A stark and terrible reminder of why development is important

Often debates about international development (especially among practitioners) swiftly turn towards the shortcomings of the development system, the huge challenges ahead, and the question of whether it all matters. Among this talk, it is often forgotten that the ultimate purpose of development is to improve the lives of people.
Two terrible pieces of news coming from East Africa this weekend have provided a stark reminder that, very often, more development means not only better quality of life, but also more safety for the population and less likelyhood of things like this happenning:

Zanzibar ferry death toll could rise sharply: VP

Photo Reuters: Beatrice Spadacini

The death toll from Tanzania’s ferry disaster could significantly rise after it emerged there were more than 1,000 passengers aboard the vessel when it capsized last week, a senior Zanzibar official said on Monday.

Initial reports suggested the MV Spice Islander was carrying 800 people, well above the ferry’s 600 passenger capacity, when it sank in the east African nation’s worst maritime disaster for 15 years.

«We are expecting some more bodies between now, tomorrow or the day after. We managed to recover 197 bodies, but because the ship took more than 1,000 people, we expect more bodies,» Zanzibar’s second vice-president, Seif Ali Iddi, told Reuters.

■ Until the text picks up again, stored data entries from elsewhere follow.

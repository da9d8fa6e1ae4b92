//! Error types for the directory watcher.

use thiserror::Error;

/// Result type alias for watcher operations.
pub type Result<T> = std::result::Result<T, WatchError>;

/// Errors that can occur while building or running a watcher.
#[derive(Error, Debug)]
pub enum WatchError {
    /// Watch root not found.
    #[error("path not found: {0}")]
    PathNotFound(String),

    /// Watch root exists but is not a directory.
    #[error("not a directory: {0}")]
    NotADirectory(String),

    /// Invalid file name pattern.
    #[error("invalid glob pattern `{pattern}`: {source}")]
    InvalidPattern {
        /// The pattern that failed to compile.
        pattern: String,
        /// The underlying compile error.
        #[source]
        source: glob::PatternError,
    },

    /// Configuration error.
    #[error("configuration error: {0}")]
    Config(String),

    /// IO error.
    #[error("io error: {0}")]
    Io(#[from] std::io::Error),
}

More than 600 passengers were rescued from the ferry and the vice president of the semi-autonomous archipelago said he does not expect any more survivors to be found.

and

Kenyan police find 75 bodies in slum fire

Photo: REUTERS/via Reuters TV

At least 75 bodies have been recovered after petrol that had spilled into an open sewer caught fire and sent a wave of flame through a densely populated slum in the Kenyan capital, police said on Monday.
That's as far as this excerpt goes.